Fatmawati Rusdi Dorong Perempuan HMI Ambil Peran Strategis di Ruang Publik

Fatmawati Rusdi Dorong Perempuan HMI Ambil Peran Strategis di Ruang Publik

Wakil Gubernur Sulawesi Selatan, Hj. Fatmawati Rusdi, menjadi narasumber utama dalam Intermediate Training (Latihan Kader II) HMI Cabang Makassar yang digelar di Hotel Liberta Grand Sayang, Senin malam, 4 Agustus 2025.

Kegiatan ini merupakan bagian dari Festival Perkaderan yang melibatkan 98 peserta dari 30 cabang HMI se-Indonesia. Forum ini menjadi ruang refleksi dan penguatan kapasitas kader, khususnya dalam perspektif kepemimpinan perempuan.

Dalam sesi bertema “Prototipe Perempuan Sulsel: Berdaya dan Berdaulat”, Fatmawati menekankan pentingnya pelibatan perempuan dalam pengambilan keputusan, terutama di Sulawesi Selatan yang kaya akan nilai budaya.


Ia menyebut perempuan Sulsel mewarisi karakter kuat seperti siri’ na pacce, keberanian, serta etika dalam bertindak. Menurutnya, politik sopan santun adalah kekuatan khas yang harus dipertahankan.

“Ciri khas perempuan Sulsel adalah berani, santun, dan menjunjung nilai budaya. Itu kekuatan kita,” ujar Fatmawati di hadapan peserta.

Ia juga membagikan perjalanan kariernya, mulai dari Ketua PKK, Wakil Wali Kota Makassar, hingga menjadi Wakil Gubernur perempuan pertama di Sulsel. Perjalanan itu penuh tantangan, termasuk menghadapi diskriminasi gender.

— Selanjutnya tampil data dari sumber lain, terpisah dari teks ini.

/// Easing curve applied to the zoom-in ramp progress.
///
/// Every curve maps `0 -> 0` and `1 -> 1` and is monotonic in between.
#[derive(Clone, Copy, Debug, Default, PartialEq, Eq, serde::Serialize, serde::Deserialize)]
#[serde(rename_all = "snake_case")]
pub enum Ease {
    /// Constant-speed ramp.
    #[default]
    Linear,
    /// Quadratic, slow start.
    InQuad,
    /// Quadratic, slow finish.
    OutQuad,
    /// Quadratic, slow start and finish.
    InOutQuad,
    /// Cubic, slow start.
    InCubic,
    /// Cubic, slow finish.
    OutCubic,
    /// Cubic, slow start and finish.
    InOutCubic,
}

impl Ease {
    /// Map ramp progress `t` (clamped to `[0, 1]`) through the curve.
    pub fn apply(self, t: f64) -> f64 {
        let t = t.clamp(0.0, 1.0);
        match self {
            Self::Linear => t,
            Self::InQuad => t * t,
            Self::OutQuad => 1.0 - (1.0 - t) * (1.0 - t),
            Self::InOutQuad => {
                if t < 0.5 {
                    2.0 * t * t
                } else {
                    1.0 - ((-2.0 * t + 2.0).powi(2) / 2.0)
                }
            }
            Self::InCubic => t * t * t,
            Self::OutCubic => 1.0 - (1.0 - t).powi(3),
            Self::InOutCubic => {
                if t < 0.5 {
                    4.0 * t * t * t
                } else {
                    1.0 - ((-2.0 * t + 2.0).powi(3) / 2.0)
                }
            }
        }
    }

    /// Eased interpolation from `from` to `to`.
    pub fn interpolate(self, from: f64, to: f64, t: f64) -> f64 {
        from + (to - from) * self.apply(t)
    }
}

#[cfg(test)]
#[path = "../../tests/unit/animation/ease.rs"]
mod tests;
use std::path::Path;

use crate::foundation::error::{CaptionError, CaptionResult};

#[derive(Clone, Copy, Debug, PartialEq, serde::Serialize)]
/// Measured size of a run of text in pixels.
pub struct TextExtent {
    /// Advance width.
    pub width: f64,
    /// Line height (ascent + descent + leading).
    pub height: f64,
}

/// Text measuring seam used by caption layout.
pub trait TextMeasure {
    /// Measure `text` set on a single line at `size_px`.
    fn measure(&mut self, text: &str, size_px: f32) -> CaptionResult<TextExtent>;

    /// Width of the gap placed between two words.
    fn word_gap(&mut self, size_px: f32) -> CaptionResult<f64> {
        let spaced = self.measure("x x", size_px)?.width;
        let tight = self.measure("xx", size_px)?.width;
        Ok((spaced - tight).max(f64::from(size_px) * 0.2))
    }
}

/// Font-free measure: every character advances `advance_em * size`.
///
/// Deterministic and cheap; used for plan previews without a font file and in tests.
#[derive(Clone, Copy, Debug)]
pub struct FixedAdvanceMeasure {
    /// Advance per character as a fraction of the font size.
    pub advance_em: f64,
    /// Line height as a fraction of the font size.
    pub line_height_em: f64,
}

impl Default for FixedAdvanceMeasure {
    fn default() -> Self {
        Self {
            advance_em: 0.6,
            line_height_em: 1.2,
        }
    }
}

impl TextMeasure for FixedAdvanceMeasure {
    fn measure(&mut self, text: &str, size_px: f32) -> CaptionResult<TextExtent> {
        let size = f64::from(size_px);
        Ok(TextExtent {
            width: text.chars().count() as f64 * self.advance_em * size,
            height: self.line_height_em * size,
        })
    }

    fn word_gap(&mut self, size_px: f32) -> CaptionResult<f64> {
        Ok(self.advance_em * f64::from(size_px))
    }
}

#[derive(Clone, Copy, Debug, Default, PartialEq, Eq)]
struct MeasureBrush;

/// Shapes text with Parley using the caption font, for exact advances.
pub struct FontMeasure {
    font_ctx: parley::FontContext,
    layout_ctx: parley::LayoutContext<MeasureBrush>,
    family_name: String,
}

impl std::fmt::Debug for FontMeasure {
    fn fmt(&self, f: &mut std::fmt::Formatter<'_>) -> std::fmt::Result {
        f.debug_struct("FontMeasure")
            .field("family_name", &self.family_name)
            .finish_non_exhaustive()
    }
}

impl FontMeasure {
    /// Register the font in `font_bytes` and measure with its first family.
    pub fn from_bytes(font_bytes: &[u8]) -> CaptionResult<Self> {
        let mut font_ctx = parley::FontContext::default();
        let families = font_ctx
            .collection
            .register_fonts(parley::fontique::Blob::from(font_bytes.to_vec()), None);
        let family_id = families.first().map(|(id, _)| *id).ok_or_else(|| {
            CaptionError::invalid_configuration("no font families registered from font bytes")
        })?;
        let family_name = font_ctx
            .collection
            .family_name(family_id)
            .ok_or_else(|| {
                CaptionError::invalid_configuration("registered font family has no name")
            })?
            .to_string();

        Ok(Self {
            font_ctx,
            layout_ctx: parley::LayoutContext::new(),
            family_name,
        })
    }

    /// Read a font file and register it (see [`FontMeasure::from_bytes`]).
    pub fn from_path(path: impl AsRef<Path>) -> CaptionResult<Self> {
        let path = path.as_ref();
        let bytes = std::fs::read(path).map_err(|e| {
            CaptionError::invalid_configuration(format!("read font '{}': {e}", path.display()))
        })?;
        Self::from_bytes(&bytes)
    }

    /// Family name resolved from the font data.
    pub fn family_name(&self) -> &str {
        &self.family_name
    }
}

impl TextMeasure for FontMeasure {
    fn measure(&mut self, text: &str, size_px: f32) -> CaptionResult<TextExtent> {
        if !size_px.is_finite() || size_px <= 0.0 {
            return Err(CaptionError::invalid_configuration(
                "text size_px must be finite and > 0",
            ));
        }

        let mut builder = self
            .layout_ctx
            .ranged_builder(&mut self.font_ctx, text, 1.0, true);
        builder.push_default(parley::style::StyleProperty::FontStack(
            parley::style::FontStack::Source(std::borrow::Cow::Owned(self.family_name.clone())),
        ));
        builder.push_default(parley::style::StyleProperty::FontSize(size_px));
        builder.push_default(parley::style::StyleProperty::Brush(MeasureBrush));

        let mut layout: parley::Layout<MeasureBrush> = builder.build(text);
        layout.break_all_lines(None);

        let mut width = 0.0f64;
        let mut height = 0.0f64;
        for line in layout.lines() {
            let m = line.metrics();
            width = width.max(f64::from(m.advance));
            height += f64::from(m.ascent + m.descent + m.leading);
        }
        Ok(TextExtent { width, height })
    }
}

#[cfg(test)]
#[path = "../../tests/unit/layout/measure.rs"]
mod tests;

Namun, Fatmawati optimistis peluang perempuan kini semakin terbuka, dengan regulasi dan ruang yang mendukung keterlibatan perempuan di sektor publik.

“Sudah banyak perempuan jadi kepala dinas, camat, bahkan legislatif. Tinggal bagaimana kita siapkan kapasitas diri,” ujarnya.

Ia mendorong kader HMI, khususnya perempuan, untuk tidak ragu mengambil peran strategis dalam pembangunan dan kepemimpinan nasional.

Antusiasme peserta terlihat jelas, termasuk dari Rahmatila Antula asal IAIN Gorontalo yang mengaku terinspirasi dengan gaya komunikasi Fatmawati yang membumi.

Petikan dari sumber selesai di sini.